Locate the word "timestamp" in the entries below, then gather every line that holds it.

___ INPUT MATERIAL

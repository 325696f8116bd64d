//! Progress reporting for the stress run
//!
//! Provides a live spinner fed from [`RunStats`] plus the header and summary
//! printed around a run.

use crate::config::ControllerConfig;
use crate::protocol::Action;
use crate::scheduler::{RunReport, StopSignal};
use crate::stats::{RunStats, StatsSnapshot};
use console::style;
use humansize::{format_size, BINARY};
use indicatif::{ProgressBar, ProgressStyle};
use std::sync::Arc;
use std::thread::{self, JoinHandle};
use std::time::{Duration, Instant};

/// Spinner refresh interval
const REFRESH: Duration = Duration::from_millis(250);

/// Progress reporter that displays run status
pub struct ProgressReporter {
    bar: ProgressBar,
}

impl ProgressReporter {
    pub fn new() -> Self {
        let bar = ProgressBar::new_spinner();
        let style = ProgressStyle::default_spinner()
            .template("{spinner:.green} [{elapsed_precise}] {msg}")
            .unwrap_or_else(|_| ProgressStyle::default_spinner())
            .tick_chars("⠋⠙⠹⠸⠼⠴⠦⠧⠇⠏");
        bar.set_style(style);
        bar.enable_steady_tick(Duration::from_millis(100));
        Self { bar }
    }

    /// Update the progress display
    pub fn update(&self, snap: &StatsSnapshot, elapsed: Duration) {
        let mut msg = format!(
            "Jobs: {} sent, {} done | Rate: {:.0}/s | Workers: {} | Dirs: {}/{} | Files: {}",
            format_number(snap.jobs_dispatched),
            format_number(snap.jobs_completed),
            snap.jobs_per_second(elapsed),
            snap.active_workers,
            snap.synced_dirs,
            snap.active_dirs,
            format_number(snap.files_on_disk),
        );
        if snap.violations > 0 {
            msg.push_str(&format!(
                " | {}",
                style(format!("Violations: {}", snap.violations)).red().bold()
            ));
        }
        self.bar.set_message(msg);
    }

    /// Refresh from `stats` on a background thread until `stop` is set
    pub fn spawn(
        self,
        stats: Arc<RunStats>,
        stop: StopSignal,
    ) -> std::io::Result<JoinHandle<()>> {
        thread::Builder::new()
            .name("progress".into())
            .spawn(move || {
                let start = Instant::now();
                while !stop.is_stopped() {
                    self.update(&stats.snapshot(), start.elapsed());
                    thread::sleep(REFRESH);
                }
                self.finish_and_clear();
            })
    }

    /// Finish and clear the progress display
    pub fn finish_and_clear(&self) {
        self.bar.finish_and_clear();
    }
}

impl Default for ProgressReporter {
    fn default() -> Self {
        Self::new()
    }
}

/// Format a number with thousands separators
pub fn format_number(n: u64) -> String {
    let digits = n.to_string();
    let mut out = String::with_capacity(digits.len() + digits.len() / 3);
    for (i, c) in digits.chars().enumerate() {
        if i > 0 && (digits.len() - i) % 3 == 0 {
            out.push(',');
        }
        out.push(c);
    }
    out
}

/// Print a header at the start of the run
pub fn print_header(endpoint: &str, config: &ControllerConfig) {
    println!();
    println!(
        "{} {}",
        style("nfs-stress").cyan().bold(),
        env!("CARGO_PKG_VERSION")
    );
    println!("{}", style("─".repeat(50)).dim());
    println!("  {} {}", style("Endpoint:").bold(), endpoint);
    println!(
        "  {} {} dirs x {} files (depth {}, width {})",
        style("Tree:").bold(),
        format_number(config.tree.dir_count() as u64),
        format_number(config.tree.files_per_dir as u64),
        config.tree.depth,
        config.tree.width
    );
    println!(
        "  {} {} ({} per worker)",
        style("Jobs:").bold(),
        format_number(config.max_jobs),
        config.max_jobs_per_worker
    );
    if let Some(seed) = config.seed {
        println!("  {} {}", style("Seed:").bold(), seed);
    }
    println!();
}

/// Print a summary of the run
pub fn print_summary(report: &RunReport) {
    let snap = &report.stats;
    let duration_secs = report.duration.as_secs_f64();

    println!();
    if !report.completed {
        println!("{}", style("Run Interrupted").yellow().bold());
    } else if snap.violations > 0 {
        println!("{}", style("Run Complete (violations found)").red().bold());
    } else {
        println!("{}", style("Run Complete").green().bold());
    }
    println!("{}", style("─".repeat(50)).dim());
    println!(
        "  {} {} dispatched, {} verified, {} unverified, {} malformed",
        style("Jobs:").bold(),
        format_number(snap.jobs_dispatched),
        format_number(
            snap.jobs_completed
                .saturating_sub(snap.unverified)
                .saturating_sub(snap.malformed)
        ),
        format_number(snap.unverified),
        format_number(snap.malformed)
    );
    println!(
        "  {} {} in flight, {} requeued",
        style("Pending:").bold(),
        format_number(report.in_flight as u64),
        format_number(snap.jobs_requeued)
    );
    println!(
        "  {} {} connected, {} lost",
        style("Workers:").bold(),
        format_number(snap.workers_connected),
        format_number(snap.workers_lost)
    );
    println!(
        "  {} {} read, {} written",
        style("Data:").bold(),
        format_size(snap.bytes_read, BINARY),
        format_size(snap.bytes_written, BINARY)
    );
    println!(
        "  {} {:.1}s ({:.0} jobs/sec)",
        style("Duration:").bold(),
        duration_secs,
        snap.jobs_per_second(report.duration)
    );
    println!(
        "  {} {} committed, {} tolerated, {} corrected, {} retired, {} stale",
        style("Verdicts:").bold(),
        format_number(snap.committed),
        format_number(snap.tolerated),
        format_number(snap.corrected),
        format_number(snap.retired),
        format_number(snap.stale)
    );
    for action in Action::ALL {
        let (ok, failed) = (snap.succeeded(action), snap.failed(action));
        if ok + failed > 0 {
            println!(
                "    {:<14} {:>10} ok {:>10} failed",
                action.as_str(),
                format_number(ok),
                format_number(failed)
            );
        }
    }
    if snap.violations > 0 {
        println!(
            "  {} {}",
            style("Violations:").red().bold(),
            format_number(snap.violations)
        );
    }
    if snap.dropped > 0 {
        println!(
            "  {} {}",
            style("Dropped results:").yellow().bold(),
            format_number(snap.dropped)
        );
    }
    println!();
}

______
___ INPUT MATERIAL

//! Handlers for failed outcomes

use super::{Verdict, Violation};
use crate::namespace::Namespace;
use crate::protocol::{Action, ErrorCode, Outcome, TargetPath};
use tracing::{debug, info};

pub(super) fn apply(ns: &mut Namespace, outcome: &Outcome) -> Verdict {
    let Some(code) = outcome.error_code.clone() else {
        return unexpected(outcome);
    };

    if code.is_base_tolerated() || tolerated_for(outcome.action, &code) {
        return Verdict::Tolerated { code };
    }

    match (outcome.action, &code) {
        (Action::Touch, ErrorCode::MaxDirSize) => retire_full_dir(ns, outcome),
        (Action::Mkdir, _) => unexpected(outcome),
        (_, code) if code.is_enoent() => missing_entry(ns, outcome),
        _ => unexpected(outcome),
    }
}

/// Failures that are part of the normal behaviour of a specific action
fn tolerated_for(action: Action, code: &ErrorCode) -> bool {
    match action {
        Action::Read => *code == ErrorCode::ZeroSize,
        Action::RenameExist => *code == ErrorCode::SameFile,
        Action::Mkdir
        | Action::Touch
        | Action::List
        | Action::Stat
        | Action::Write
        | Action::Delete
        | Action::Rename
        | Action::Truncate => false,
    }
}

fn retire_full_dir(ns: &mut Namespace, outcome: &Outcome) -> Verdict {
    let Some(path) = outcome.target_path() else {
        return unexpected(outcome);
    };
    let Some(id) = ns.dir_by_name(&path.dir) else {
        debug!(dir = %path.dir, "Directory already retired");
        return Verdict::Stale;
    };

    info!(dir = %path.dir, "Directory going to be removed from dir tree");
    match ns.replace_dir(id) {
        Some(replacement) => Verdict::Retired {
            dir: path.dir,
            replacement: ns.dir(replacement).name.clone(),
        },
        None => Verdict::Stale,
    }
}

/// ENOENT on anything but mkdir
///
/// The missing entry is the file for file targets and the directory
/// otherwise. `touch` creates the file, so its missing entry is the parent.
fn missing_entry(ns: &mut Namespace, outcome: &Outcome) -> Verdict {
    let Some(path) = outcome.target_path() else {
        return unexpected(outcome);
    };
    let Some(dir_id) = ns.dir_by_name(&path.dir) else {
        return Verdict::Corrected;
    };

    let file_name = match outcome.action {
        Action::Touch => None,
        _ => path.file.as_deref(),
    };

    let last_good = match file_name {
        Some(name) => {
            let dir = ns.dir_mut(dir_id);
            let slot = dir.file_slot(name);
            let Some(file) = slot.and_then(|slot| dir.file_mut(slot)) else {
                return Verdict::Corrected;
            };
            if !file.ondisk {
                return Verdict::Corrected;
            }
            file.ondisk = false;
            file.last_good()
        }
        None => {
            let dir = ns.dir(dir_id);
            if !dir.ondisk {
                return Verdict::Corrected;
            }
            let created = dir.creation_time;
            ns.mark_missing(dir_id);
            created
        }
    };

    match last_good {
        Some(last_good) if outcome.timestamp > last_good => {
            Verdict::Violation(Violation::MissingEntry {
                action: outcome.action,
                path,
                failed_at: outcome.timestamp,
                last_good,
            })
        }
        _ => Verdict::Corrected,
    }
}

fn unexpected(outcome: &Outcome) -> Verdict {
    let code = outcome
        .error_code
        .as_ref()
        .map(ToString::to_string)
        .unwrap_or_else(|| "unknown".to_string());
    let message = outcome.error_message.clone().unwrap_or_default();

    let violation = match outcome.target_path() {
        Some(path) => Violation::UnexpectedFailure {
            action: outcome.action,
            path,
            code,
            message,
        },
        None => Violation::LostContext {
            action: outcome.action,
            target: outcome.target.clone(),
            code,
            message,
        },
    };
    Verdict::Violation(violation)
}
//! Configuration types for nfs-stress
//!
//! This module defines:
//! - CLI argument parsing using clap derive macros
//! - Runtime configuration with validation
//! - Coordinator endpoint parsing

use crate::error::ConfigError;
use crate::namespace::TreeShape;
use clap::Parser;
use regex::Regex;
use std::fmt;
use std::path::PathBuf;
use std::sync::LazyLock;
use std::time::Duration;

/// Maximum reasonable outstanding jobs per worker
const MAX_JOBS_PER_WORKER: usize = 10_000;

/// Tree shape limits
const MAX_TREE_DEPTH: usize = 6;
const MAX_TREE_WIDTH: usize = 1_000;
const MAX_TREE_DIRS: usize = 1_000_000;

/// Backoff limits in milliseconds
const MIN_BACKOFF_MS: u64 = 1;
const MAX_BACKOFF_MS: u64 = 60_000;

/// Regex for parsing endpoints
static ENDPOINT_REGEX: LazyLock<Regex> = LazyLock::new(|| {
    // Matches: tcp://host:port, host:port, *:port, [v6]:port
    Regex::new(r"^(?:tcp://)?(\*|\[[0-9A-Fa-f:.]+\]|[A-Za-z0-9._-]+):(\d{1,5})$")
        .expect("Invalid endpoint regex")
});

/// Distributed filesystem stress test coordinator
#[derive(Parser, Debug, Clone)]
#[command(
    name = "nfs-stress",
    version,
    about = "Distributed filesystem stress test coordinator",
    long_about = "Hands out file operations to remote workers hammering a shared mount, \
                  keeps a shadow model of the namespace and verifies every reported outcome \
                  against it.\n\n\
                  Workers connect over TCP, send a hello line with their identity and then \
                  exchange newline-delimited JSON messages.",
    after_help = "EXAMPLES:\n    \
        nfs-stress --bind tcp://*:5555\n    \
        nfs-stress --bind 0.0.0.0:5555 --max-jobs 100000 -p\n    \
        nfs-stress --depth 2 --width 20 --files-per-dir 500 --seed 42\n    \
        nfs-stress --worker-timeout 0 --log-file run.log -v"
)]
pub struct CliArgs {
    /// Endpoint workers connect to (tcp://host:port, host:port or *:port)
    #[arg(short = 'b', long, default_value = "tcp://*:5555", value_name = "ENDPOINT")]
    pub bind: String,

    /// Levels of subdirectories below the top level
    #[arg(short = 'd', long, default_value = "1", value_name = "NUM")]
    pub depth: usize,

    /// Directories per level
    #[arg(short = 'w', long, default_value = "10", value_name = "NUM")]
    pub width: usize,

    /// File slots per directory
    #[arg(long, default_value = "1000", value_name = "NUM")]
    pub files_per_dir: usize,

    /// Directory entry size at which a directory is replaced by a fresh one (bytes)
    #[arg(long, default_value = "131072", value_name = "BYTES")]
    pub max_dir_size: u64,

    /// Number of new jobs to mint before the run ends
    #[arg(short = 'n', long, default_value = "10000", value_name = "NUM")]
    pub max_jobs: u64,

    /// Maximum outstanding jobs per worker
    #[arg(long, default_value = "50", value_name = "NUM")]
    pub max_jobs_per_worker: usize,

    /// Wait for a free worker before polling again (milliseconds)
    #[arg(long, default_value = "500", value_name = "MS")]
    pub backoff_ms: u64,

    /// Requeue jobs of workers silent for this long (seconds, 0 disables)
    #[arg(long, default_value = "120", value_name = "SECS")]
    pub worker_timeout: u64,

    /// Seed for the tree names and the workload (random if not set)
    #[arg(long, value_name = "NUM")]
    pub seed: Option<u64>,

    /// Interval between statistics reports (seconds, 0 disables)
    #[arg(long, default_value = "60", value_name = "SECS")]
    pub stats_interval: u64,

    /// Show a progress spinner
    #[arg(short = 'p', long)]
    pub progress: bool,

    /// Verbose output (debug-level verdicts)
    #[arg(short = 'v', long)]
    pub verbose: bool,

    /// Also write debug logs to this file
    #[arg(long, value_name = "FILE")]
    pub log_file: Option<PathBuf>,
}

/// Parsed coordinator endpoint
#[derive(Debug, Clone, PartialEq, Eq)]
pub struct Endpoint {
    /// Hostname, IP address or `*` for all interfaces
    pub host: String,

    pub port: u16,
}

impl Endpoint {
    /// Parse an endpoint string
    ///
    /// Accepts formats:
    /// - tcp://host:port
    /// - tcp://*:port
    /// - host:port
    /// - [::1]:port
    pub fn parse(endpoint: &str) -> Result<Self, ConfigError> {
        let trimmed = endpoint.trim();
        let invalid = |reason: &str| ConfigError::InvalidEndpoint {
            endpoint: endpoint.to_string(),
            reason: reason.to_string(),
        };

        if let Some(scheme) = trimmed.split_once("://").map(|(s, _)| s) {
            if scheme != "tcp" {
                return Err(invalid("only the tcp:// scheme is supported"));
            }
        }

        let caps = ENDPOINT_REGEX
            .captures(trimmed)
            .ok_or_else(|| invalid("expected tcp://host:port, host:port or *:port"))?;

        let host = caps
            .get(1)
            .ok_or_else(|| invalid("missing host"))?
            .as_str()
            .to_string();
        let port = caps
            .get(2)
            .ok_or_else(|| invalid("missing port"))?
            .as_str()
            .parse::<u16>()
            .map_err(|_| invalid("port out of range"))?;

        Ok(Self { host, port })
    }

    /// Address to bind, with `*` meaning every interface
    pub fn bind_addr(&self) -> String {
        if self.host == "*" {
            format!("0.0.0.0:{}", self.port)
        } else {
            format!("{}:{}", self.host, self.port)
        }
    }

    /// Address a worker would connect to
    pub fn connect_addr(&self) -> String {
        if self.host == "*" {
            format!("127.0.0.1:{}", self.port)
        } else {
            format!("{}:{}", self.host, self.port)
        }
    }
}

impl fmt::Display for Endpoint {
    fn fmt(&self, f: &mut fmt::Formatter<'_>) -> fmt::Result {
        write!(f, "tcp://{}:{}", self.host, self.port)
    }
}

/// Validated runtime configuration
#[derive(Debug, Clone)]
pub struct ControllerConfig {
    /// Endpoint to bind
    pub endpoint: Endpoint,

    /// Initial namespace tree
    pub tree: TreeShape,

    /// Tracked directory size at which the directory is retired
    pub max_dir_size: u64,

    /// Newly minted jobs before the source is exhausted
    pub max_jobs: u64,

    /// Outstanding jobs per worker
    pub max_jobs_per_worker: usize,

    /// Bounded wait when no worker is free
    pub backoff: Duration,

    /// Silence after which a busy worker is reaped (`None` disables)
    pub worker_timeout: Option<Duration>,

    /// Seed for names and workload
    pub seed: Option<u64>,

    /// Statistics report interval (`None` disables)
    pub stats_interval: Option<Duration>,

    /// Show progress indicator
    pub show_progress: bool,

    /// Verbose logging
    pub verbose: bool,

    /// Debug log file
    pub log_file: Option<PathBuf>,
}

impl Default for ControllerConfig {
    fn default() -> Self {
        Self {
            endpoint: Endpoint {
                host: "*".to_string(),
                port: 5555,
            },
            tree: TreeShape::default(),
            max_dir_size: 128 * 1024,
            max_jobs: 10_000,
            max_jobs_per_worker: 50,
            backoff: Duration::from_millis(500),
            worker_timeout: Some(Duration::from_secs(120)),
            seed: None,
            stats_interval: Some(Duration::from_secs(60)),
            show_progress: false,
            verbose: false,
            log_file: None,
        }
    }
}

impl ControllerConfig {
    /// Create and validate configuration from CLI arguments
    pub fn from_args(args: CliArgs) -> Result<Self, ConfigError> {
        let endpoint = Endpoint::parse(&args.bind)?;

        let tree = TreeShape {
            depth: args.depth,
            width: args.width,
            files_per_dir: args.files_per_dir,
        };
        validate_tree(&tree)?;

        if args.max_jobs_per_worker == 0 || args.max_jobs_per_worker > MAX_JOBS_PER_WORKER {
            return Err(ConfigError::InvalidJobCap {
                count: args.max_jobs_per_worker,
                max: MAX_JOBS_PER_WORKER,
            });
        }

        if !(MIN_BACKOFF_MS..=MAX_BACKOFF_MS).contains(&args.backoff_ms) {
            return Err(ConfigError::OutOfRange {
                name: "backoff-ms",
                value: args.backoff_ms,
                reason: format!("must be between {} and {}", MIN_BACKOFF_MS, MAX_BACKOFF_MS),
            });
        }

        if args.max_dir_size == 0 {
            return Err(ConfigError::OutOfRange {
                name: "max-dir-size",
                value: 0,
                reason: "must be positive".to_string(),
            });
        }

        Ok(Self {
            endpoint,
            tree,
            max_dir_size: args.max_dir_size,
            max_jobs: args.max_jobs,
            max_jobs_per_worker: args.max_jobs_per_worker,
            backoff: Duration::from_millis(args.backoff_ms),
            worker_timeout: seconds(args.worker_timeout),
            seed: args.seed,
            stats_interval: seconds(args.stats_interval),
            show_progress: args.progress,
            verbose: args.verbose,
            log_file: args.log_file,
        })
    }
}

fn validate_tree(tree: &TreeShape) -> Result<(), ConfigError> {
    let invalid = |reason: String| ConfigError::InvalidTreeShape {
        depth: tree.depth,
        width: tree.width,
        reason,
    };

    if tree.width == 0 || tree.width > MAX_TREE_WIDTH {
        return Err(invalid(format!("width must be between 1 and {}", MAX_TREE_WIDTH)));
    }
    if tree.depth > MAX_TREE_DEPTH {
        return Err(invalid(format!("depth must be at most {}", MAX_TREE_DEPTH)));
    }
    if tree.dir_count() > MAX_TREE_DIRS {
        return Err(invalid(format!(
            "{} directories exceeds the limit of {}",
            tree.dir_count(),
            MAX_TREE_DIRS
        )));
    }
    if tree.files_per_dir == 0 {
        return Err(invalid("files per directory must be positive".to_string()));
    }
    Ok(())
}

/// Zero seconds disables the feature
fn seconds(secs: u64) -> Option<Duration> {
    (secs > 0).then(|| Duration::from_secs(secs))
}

______

◆ **OUTPUT OF THE TASK**
        Some(last_good) if outcome.timestamp > last_good => {
                failed_at: outcome.timestamp,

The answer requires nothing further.